-- Source records follows --
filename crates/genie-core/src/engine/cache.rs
use crate::core::thermo::oracle::{FoldKey, FoldRequest, FoldResult, FoldingBackend, OracleError};
use std::collections::HashMap;
use std::sync::atomic::{AtomicU64, Ordering};
use std::sync::{Arc, RwLock};
use tracing::trace;

#[derive(Debug, Clone, Copy, PartialEq, Eq, Default)]
pub struct CacheStats {
    pub hits: u64,
    pub misses: u64,
    pub entries: usize,
}

/// Memoising wrapper around a folding backend.
///
/// Entries are written once and never evicted, so one instance can be shared
/// by concurrent jobs. Failed calls are not cached.
pub struct CachedOracle {
    inner: Arc<dyn FoldingBackend>,
    data: RwLock<HashMap<FoldKey, FoldResult>>,
    hits: AtomicU64,
    misses: AtomicU64,
}

impl CachedOracle {
    pub fn new(inner: Arc<dyn FoldingBackend>) -> Self {
        Self {
            inner,
            data: RwLock::new(HashMap::new()),
            hits: AtomicU64::new(0),
            misses: AtomicU64::new(0),
        }
    }

    pub fn stats(&self) -> CacheStats {
        CacheStats {
            hits: self.hits.load(Ordering::Relaxed),
            misses: self.misses.load(Ordering::Relaxed),
            entries: self.data.read().map_or(0, |d| d.len()),
        }
    }

    fn get(&self, key: &FoldKey) -> Option<FoldResult> {
        self.data.read().ok().and_then(|d| d.get(key).cloned())
    }
}

impl FoldingBackend for CachedOracle {
    fn name(&self) -> &str {
        self.inner.name()
    }

    fn fold(&self, request: &FoldRequest) -> Result<FoldResult, OracleError> {
        let key = request.key();
        if let Some(hit) = self.get(&key) {
            self.hits.fetch_add(1, Ordering::Relaxed);
            return Ok(hit);
        }
        self.misses.fetch_add(1, Ordering::Relaxed);
        trace!(backend = self.inner.name(), "Folding cache miss.");

        let result = self.inner.fold(request)?;
        if let Ok(mut data) = self.data.write() {
            data.entry(key).or_insert_with(|| result.clone());
        }
        Ok(result)
    }
}

#[cfg(test)]
mod tests {
    use super::*;
    use crate::core::thermo::oracle::{Dangles, Structure};
    use std::sync::atomic::AtomicUsize;

    struct CountingBackend {
        calls: AtomicUsize,
        fail: bool,
    }

    impl FoldingBackend for CountingBackend {
        fn name(&self) -> &str {
            "counting"
        }

        fn fold(&self, request: &FoldRequest) -> Result<FoldResult, OracleError> {
            self.calls.fetch_add(1, Ordering::SeqCst);
            if self.fail {
                return Err(OracleError::Backend("unavailable".into()));
            }
            Ok(FoldResult::single(Structure {
                energy: -(request.total_length() as f64),
                pairs: Vec::new(),
            }))
        }
    }

    fn backend(fail: bool) -> Arc<CountingBackend> {
        Arc::new(CountingBackend {
            calls: AtomicUsize::new(0),
            fail,
        })
    }

    #[test]
    fn repeated_requests_hit_the_cache() {
        let inner = backend(false);
        let cache = CachedOracle::new(inner.clone());
        let request = FoldRequest::mfe(vec!["GGGAAACCC".into()], Dangles::Some, 37.0);

        let first = cache.fold(&request).unwrap();
        let second = cache.fold(&request).unwrap();

        assert_eq!(first, second);
        assert_eq!(inner.calls.load(Ordering::SeqCst), 1);
        assert_eq!(
            cache.stats(),
            CacheStats {
                hits: 1,
                misses: 1,
                entries: 1
            }
        );
    }

    #[test]
    fn distinct_parameters_are_cached_separately() {
        let inner = backend(false);
        let cache = CachedOracle::new(inner.clone());
        let seqs = vec!["GGGAAACCC".to_string()];
        cache
            .fold(&FoldRequest::mfe(seqs.clone(), Dangles::Some, 37.0))
            .unwrap();
        cache
            .fold(&FoldRequest::mfe(seqs, Dangles::Some, 25.0))
            .unwrap();
        assert_eq!(inner.calls.load(Ordering::SeqCst), 2);
        assert_eq!(cache.stats().entries, 2);
    }

    #[test]
    fn failures_are_not_cached() {
        let inner = backend(true);
        let cache = CachedOracle::new(inner.clone());
        let request = FoldRequest::mfe(vec!["GGGAAACCC".into()], Dangles::Some, 37.0);
        assert!(cache.fold(&request).is_err());
        assert!(cache.fold(&request).is_err());
        assert_eq!(inner.calls.load(Ordering::SeqCst), 2);
        assert_eq!(cache.stats().entries, 0);
    }

    #[test]
    fn cache_is_shared_across_threads() {
        let inner = backend(false);
        let cache = Arc::new(CachedOracle::new(inner.clone()));
        let request = FoldRequest::mfe(vec!["GGGAAACCC".into()], Dangles::Some, 37.0);
        cache.fold(&request).unwrap();

        let handles: Vec<_> = (0..4)
            .map(|_| {
                let cache = Arc::clone(&cache);
                let request = request.clone();
                std::thread::spawn(move || cache.fold(&request).unwrap())
            })
            .collect();
        for handle in handles {
            handle.join().unwrap();
        }
        assert_eq!(inner.calls.load(Ordering::SeqCst), 1);
        assert_eq!(cache.stats().hits, 4);
    }
}
//! # Core Module
//!
//! Stateless building blocks of part design: sequence constraints, codon
//! usage, folding energetics, the translation-initiation model and the data
//! models of constructs, requests and results.
//!
//! ## Architecture
//!
//! - **Sequences** ([`sequence`]) - Nucleotide helpers, forbidden-pattern counting and bounded random generators
//! - **Codons** ([`codon`]) - Genetic code, codon usage tables and codon optimisation
//! - **Thermodynamics** ([`thermo`]) - The folding oracle interface and its backends
//! - **Initiation Model** ([`rbs`]) - Start-site free energies, rates, rogue sites and initial RBS generation
//! - **Data Models** ([`models`]) - Features, constructs, proteins, requests and result records
//! - **Utilities** ([`utils`]) - Small numeric helpers
//!
//! Nothing in this layer holds optimisation state; the [`crate::engine`]
//! layer composes these pieces into a search.

pub mod codon;
pub mod models;
pub mod rbs;
pub mod sequence;
pub mod thermo;
pub mod utils;
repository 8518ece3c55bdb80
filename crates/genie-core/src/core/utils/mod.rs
pub mod math;
#[cfg(test)]
mod tests {
    use super::*;
    use crate::core::thermo::oracle::{Dangles, to_dot_bracket};

    const TOLERANCE: f64 = 1e-6;

    fn mfe(seq: &str) -> Structure {
        let backend = NearestNeighborBackend::new();
        let request = FoldRequest::mfe(vec![seq.to_string()], Dangles::Some, 37.0);
        backend.fold(&request).unwrap().best().cloned().unwrap()
    }

    fn energy_of(seqs: &[&str], pairs: Vec<BasePair>) -> f64 {
        let backend = NearestNeighborBackend::new();
        let request = FoldRequest::energy(
            seqs.iter().map(|s| s.to_string()).collect(),
            pairs,
            Dangles::Some,
            37.0,
        );
        backend.fold(&request).unwrap().energy()
    }

    #[test]
    fn stack_energy_is_symmetric_under_rotation() {
        // 5'-CU-3'/3'-GA-5' equals 5'-AG-3'/3'-UC-5'
        let a = stack_energy(b'C', b'G', b'U', b'A');
        let b = stack_energy(b'A', b'U', b'G', b'C');
        assert!((a - b).abs() < TOLERANCE);
        assert!((a + 2.08).abs() < TOLERANCE);
    }

    #[test]
    fn gc_rich_hairpin_folds_into_a_stem() {
        let structure = mfe("GGGGAAAACCCC");
        assert!(structure.energy < 0.0);
        assert_eq!(to_dot_bracket(12, &structure.pairs), "((((....))))");
    }

    #[test]
    fn unstructured_sequence_has_zero_energy() {
        let structure = mfe("AAAAAAAAAA");
        assert_eq!(structure.energy, 0.0);
        assert!(structure.pairs.is_empty());
    }

    #[test]
    fn energy_of_mfe_structure_matches_mfe() {
        for seq in [
            "GGGGAAAACCCC",
            "GGGAAACCCAGGGAAACCC",
            "ACGUAGCUAGCUAGGCUAGCUUAGCGAUCGAUCGGAUCGA",
            "GGCGCAAGCCUUCGGGCUUGCGCCAAAGGCUAGCCUUAGGCUAGCC",
        ] {
            let structure = mfe(seq);
            let evaluated = energy_of(&[seq], structure.pairs.clone());
            assert!(
                (evaluated - structure.energy).abs() < TOLERANCE,
                "{}: evaluated {} vs mfe {}",
                seq,
                evaluated,
                structure.energy
            );
        }
    }

    #[test]
    fn removing_pairs_from_mfe_never_lowers_energy() {
        let seq = "GGCGCAAGCCUUCGGGCUUGCGCC";
        let structure = mfe(seq);
        let mut reduced = structure.pairs.clone();
        reduced.retain(|&(i, _)| i != structure.pairs[0].0);
        assert!(energy_of(&[seq], reduced) >= structure.energy - TOLERANCE);
    }

    #[test]
    fn shine_dalgarno_hybridises_to_anti_shine_dalgarno() {
        let backend = NearestNeighborBackend::new();
        let request = FoldRequest::mfe(
            vec!["AAUAAGGAGGUAAA".to_string(), "ACCUCCUUA".to_string()],
            Dangles::Some,
            37.0,
        );
        let best = backend.fold(&request).unwrap().best().cloned().unwrap();
        assert!(best.energy < -8.0);
        assert!(best.pairs.iter().all(|&(i, j)| i < 14 && j >= 14));
        assert_eq!(best.pairs.len(), 9);
    }

    #[test]
    fn duplex_energy_evaluation_matches_hybridisation() {
        let backend = NearestNeighborBackend::new();
        let seqs = vec!["AAUAAGGAGGUAAA".to_string(), "ACCUCCUUA".to_string()];
        let best = backend
            .fold(&FoldRequest::mfe(seqs.clone(), Dangles::Some, 37.0))
            .unwrap()
            .best()
            .cloned()
            .unwrap();
        let evaluated = backend
            .fold(&FoldRequest::energy(seqs, best.pairs.clone(), Dangles::Some, 37.0))
            .unwrap()
            .energy();
        assert!((evaluated - best.energy).abs() < TOLERANCE);
    }

    #[test]
    fn subopt_on_two_strands_stays_within_gap() {
        let backend = NearestNeighborBackend::new();
        let request = FoldRequest::subopt(
            vec!["AAUAAGGAGGUAAA".to_string(), "ACCUCCUUA".to_string()],
            3.0,
            Dangles::Some,
            37.0,
        );
        let result = backend.fold(&request).unwrap();
        let best = result.energy();
        assert!(result.structures.len() > 1);
        assert!(
            result
                .structures
                .iter()
                .all(|s| s.energy <= best + 3.0 + TOLERANCE)
        );
    }

    #[test]
    fn subopt_without_binding_returns_open_structure() {
        let backend = NearestNeighborBackend::new();
        let request = FoldRequest::subopt(
            vec!["AAAAAAAA".to_string(), "AAAAAAAA".to_string()],
            3.0,
            Dangles::Some,
            37.0,
        );
        let result = backend.fold(&request).unwrap();
        assert_eq!(result.structures, vec![Structure::default()]);
    }

    #[test]
    fn energy_rejects_non_canonical_pairs() {
        let backend = NearestNeighborBackend::new();
        let request = FoldRequest::energy(
            vec!["AAAAAAAA".to_string()],
            vec![(0, 7)],
            Dangles::Some,
            37.0,
        );
        assert!(matches!(
            backend.fold(&request),
            Err(OracleError::InvalidRequest(_))
        ));
    }

    #[test]
    fn dna_input_is_folded_as_rna() {
        let dna = mfe("GGGGAAAACCCC");
        let rna = mfe("ggggaaaacccc");
        assert_eq!(dna, rna);
        assert_eq!(mfe("GGGGTTTTCCCC").pairs.len(), 4);
    }
}
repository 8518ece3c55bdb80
use phf::{Map, phf_map};

pub const STOP: char = '*';

static STANDARD_CODE: Map<&'static str, char> = phf_map! {
    "TTT" => 'F', "TTC" => 'F', "TTA" => 'L', "TTG" => 'L',
    "CTT" => 'L', "CTC" => 'L', "CTA" => 'L', "CTG" => 'L',
    "ATT" => 'I', "ATC" => 'I', "ATA" => 'I', "ATG" => 'M',
    "GTT" => 'V', "GTC" => 'V', "GTA" => 'V', "GTG" => 'V',
    "TCT" => 'S', "TCC" => 'S', "TCA" => 'S', "TCG" => 'S',
    "CCT" => 'P', "CCC" => 'P', "CCA" => 'P', "CCG" => 'P',
    "ACT" => 'T', "ACC" => 'T', "ACA" => 'T', "ACG" => 'T',
    "GCT" => 'A', "GCC" => 'A', "GCA" => 'A', "GCG" => 'A',
    "TAT" => 'Y', "TAC" => 'Y', "TAA" => '*', "TAG" => '*',
    "CAT" => 'H', "CAC" => 'H', "CAA" => 'Q', "CAG" => 'Q',
    "AAT" => 'N', "AAC" => 'N', "AAA" => 'K', "AAG" => 'K',
    "GAT" => 'D', "GAC" => 'D', "GAA" => 'E', "GAG" => 'E',
    "TGT" => 'C', "TGC" => 'C', "TGA" => '*', "TGG" => 'W',
    "CGT" => 'R', "CGC" => 'R', "CGA" => 'R', "CGG" => 'R',
    "AGT" => 'S', "AGC" => 'S', "AGA" => 'R', "AGG" => 'R',
    "GGT" => 'G', "GGC" => 'G', "GGA" => 'G', "GGG" => 'G',
};

/// Standard genetic code lookup. Accepts DNA or RNA, any case.
pub fn translate_codon(codon: &str) -> Option<char> {
    let key = crate::core::sequence::normalize(codon);
    STANDARD_CODE.get(key.as_str()).copied()
}

/// All codons encoding `residue`, in table order.
pub fn codons_for(residue: char) -> Vec<&'static str> {
    let residue = residue.to_ascii_uppercase();
    let mut codons: Vec<&'static str> = STANDARD_CODE
        .entries()
        .filter(|&(_, &aa)| aa == residue)
        .map(|(codon, _)| *codon)
        .collect();
    codons.sort_unstable();
    codons
}

pub fn is_amino_acid(residue: char) -> bool {
    let residue = residue.to_ascii_uppercase();
    STANDARD_CODE.values().any(|&aa| aa == residue)
}

/// Translates a nucleotide sequence codon by codon; trailing bases are ignored.
pub fn translate(sequence: &str) -> Option<String> {
    sequence
        .as_bytes()
        .chunks_exact(3)
        .map(|chunk| std::str::from_utf8(chunk).ok().and_then(translate_codon))
        .collect()
}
-- Source records concluded --
Action item – Restate the listing exactly, starting at its first line and ending at the line where "if let Some(hit)" occurs; include both and no other lines.

Your response –
filename crates/genie-core/src/engine/cache.rs
use crate::core::thermo::oracle::{FoldKey, FoldRequest, FoldResult, FoldingBackend, OracleError};
use std::collections::HashMap;
use std::sync::atomic::{AtomicU64, Ordering};
use std::sync::{Arc, RwLock};
use tracing::trace;

#[derive(Debug, Clone, Copy, PartialEq, Eq, Default)]
pub struct CacheStats {
    pub hits: u64,
    pub misses: u64,
    pub entries: usize,
}

/// Memoising wrapper around a folding backend.
///
/// Entries are written once and never evicted, so one instance can be shared
/// by concurrent jobs. Failed calls are not cached.
pub struct CachedOracle {
    inner: Arc<dyn FoldingBackend>,
    data: RwLock<HashMap<FoldKey, FoldResult>>,
    hits: AtomicU64,
    misses: AtomicU64,
}

impl CachedOracle {
    pub fn new(inner: Arc<dyn FoldingBackend>) -> Self {
        Self {
            inner,
            data: RwLock::new(HashMap::new()),
            hits: AtomicU64::new(0),
            misses: AtomicU64::new(0),
        }
    }

    pub fn stats(&self) -> CacheStats {
        CacheStats {
            hits: self.hits.load(Ordering::Relaxed),
            misses: self.misses.load(Ordering::Relaxed),
            entries: self.data.read().map_or(0, |d| d.len()),
        }
    }

    fn get(&self, key: &FoldKey) -> Option<FoldResult> {
        self.data.read().ok().and_then(|d| d.get(key).cloned())
    }
}

impl FoldingBackend for CachedOracle {
    fn name(&self) -> &str {
        self.inner.name()
    }

    fn fold(&self, request: &FoldRequest) -> Result<FoldResult, OracleError> {
        let key = request.key();
        if let Some(hit) = self.get(&key) {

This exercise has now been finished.